* _Requirement_:
Of the lines below, report only those that contain "error".

(Records drawn from a dataset)
_____

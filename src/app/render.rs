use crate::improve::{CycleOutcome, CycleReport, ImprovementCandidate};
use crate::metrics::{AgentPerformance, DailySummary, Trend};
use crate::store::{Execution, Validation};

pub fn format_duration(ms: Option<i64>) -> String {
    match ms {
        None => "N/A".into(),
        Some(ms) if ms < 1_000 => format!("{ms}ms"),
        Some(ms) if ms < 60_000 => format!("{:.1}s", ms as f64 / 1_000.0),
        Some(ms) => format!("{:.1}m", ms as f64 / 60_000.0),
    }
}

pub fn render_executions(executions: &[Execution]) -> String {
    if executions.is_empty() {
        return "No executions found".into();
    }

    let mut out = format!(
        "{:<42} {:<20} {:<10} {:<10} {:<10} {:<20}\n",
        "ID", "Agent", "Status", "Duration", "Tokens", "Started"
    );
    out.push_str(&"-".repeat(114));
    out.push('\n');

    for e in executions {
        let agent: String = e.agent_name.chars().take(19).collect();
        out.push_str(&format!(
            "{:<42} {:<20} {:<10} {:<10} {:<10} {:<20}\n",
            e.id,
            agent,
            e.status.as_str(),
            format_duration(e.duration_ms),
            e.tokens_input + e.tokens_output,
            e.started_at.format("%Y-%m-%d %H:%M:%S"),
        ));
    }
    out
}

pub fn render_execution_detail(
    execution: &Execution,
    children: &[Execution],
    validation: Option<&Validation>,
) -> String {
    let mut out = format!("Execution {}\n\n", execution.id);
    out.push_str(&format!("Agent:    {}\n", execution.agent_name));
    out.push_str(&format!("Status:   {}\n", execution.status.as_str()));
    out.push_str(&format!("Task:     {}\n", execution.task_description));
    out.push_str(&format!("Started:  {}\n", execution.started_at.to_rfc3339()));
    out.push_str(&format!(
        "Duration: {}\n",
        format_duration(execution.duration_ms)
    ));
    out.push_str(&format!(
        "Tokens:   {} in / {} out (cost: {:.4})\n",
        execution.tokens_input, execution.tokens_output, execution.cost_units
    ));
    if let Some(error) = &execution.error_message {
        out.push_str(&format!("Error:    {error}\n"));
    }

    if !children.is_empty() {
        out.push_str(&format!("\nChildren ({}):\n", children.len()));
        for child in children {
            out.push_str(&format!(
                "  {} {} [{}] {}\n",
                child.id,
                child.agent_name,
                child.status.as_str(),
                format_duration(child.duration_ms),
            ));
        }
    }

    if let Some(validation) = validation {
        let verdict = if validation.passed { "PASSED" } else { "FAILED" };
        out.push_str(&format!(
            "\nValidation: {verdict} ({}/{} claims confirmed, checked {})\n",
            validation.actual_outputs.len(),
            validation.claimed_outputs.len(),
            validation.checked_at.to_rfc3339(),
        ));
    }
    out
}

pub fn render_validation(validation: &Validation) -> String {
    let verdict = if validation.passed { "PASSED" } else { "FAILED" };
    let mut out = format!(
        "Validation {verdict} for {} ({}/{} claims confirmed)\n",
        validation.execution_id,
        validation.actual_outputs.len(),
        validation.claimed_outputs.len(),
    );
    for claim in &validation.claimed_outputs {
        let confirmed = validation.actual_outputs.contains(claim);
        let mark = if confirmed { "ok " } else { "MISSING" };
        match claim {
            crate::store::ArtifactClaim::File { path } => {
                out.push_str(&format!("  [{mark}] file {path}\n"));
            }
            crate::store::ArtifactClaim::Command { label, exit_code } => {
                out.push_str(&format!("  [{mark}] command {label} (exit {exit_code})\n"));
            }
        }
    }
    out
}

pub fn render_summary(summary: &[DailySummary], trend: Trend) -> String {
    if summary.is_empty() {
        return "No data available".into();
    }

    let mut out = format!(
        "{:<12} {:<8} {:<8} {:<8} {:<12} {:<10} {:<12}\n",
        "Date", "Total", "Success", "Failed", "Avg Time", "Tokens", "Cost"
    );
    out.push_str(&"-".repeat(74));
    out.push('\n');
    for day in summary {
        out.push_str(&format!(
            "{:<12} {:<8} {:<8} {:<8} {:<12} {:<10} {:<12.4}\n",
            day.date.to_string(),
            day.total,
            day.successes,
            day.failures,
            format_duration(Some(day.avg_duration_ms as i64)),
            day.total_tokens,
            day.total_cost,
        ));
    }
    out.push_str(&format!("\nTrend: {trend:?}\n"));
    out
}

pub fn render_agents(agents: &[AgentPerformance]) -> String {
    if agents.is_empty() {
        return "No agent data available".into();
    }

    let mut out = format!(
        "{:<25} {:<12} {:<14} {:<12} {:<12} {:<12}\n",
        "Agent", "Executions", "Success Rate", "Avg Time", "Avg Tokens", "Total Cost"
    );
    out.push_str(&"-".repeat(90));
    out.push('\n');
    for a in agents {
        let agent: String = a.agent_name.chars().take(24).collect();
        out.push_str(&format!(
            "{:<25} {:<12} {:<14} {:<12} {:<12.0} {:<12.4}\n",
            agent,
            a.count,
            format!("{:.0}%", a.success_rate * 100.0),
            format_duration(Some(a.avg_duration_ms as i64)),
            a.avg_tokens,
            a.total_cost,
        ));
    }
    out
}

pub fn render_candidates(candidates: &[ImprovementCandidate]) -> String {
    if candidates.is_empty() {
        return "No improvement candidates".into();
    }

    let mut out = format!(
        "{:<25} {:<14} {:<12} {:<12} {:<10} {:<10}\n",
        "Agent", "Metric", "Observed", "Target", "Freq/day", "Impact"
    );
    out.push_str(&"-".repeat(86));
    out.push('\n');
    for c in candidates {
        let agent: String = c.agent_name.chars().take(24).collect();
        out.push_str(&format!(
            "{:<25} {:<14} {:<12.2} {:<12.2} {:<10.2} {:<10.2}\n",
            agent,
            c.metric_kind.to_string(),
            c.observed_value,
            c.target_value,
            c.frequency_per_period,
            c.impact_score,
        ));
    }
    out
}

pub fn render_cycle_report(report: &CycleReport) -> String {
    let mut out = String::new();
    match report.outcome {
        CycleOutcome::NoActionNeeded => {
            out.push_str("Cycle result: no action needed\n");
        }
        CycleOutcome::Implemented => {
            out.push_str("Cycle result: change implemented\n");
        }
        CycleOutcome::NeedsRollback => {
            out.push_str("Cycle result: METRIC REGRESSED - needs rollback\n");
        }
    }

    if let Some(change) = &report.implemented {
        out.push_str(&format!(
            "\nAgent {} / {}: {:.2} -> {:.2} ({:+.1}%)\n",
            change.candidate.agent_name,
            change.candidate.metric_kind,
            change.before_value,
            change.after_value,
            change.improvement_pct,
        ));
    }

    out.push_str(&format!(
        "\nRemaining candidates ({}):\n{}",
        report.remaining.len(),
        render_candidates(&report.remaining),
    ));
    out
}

_____

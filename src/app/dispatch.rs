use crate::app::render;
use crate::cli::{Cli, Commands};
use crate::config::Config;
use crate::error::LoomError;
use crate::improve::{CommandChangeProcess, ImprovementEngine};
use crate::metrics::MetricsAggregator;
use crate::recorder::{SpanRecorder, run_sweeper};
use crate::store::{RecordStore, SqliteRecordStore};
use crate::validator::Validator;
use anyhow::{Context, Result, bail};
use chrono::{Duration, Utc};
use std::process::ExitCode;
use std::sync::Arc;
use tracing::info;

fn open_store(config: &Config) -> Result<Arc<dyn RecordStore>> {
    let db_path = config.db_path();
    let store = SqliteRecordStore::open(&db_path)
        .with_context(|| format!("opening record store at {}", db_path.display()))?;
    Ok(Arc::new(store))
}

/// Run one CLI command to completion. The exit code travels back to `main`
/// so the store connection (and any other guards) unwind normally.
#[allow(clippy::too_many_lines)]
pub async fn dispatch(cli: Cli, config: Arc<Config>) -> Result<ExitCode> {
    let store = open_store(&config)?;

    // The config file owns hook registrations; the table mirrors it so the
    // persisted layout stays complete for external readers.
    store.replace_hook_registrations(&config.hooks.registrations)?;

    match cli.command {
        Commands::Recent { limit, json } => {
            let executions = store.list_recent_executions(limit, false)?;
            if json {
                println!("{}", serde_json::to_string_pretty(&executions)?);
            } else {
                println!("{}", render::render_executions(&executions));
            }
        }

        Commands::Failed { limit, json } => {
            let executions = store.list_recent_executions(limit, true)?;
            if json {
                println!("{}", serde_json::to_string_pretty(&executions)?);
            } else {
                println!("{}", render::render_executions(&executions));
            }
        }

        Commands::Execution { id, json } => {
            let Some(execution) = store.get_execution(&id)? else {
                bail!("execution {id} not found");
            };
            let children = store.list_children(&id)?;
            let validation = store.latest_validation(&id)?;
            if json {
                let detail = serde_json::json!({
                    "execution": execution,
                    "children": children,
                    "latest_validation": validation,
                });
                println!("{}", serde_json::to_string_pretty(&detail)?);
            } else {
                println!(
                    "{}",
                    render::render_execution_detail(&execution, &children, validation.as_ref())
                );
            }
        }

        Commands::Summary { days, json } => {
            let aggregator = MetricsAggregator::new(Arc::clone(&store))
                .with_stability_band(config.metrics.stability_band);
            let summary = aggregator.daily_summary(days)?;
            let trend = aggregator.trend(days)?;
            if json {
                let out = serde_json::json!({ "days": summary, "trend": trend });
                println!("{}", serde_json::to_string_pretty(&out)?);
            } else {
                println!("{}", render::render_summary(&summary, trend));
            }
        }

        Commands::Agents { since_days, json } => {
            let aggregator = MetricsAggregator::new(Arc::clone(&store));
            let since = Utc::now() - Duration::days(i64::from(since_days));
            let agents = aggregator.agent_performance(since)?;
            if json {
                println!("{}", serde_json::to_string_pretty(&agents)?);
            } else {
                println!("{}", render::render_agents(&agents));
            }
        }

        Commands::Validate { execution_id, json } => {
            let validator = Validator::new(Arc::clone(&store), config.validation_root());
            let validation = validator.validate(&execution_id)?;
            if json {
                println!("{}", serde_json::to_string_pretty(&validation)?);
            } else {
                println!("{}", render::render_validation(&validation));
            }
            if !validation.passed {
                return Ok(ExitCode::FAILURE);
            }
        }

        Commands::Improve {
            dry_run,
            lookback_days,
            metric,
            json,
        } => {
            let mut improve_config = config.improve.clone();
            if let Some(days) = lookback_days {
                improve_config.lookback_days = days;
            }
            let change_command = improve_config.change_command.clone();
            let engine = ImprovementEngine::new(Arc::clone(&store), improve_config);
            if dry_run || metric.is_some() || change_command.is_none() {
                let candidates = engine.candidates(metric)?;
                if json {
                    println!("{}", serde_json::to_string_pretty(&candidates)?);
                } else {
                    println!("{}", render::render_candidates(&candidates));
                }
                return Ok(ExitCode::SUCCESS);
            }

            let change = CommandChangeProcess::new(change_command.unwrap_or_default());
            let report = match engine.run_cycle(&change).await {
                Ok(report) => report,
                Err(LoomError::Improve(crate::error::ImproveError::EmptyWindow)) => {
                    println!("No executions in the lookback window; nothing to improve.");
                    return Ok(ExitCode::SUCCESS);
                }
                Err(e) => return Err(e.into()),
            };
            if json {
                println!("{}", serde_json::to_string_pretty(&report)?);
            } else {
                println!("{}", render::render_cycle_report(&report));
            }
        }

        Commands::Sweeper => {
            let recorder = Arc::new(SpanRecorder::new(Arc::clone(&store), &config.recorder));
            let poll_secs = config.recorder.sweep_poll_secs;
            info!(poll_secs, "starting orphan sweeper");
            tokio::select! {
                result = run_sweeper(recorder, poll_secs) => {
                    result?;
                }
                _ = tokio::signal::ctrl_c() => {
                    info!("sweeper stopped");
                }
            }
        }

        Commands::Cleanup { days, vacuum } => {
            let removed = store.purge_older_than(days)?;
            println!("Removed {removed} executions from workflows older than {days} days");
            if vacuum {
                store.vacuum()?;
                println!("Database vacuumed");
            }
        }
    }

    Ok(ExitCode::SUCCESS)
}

_____

* _Answer to the problem_:
    if let Some(error) = &execution.error_message {
        out.push_str(&format!("Error:    {error}\n"));
use crate::error::LoomError;
                Err(LoomError::Improve(crate::error::ImproveError::EmptyWindow)) => {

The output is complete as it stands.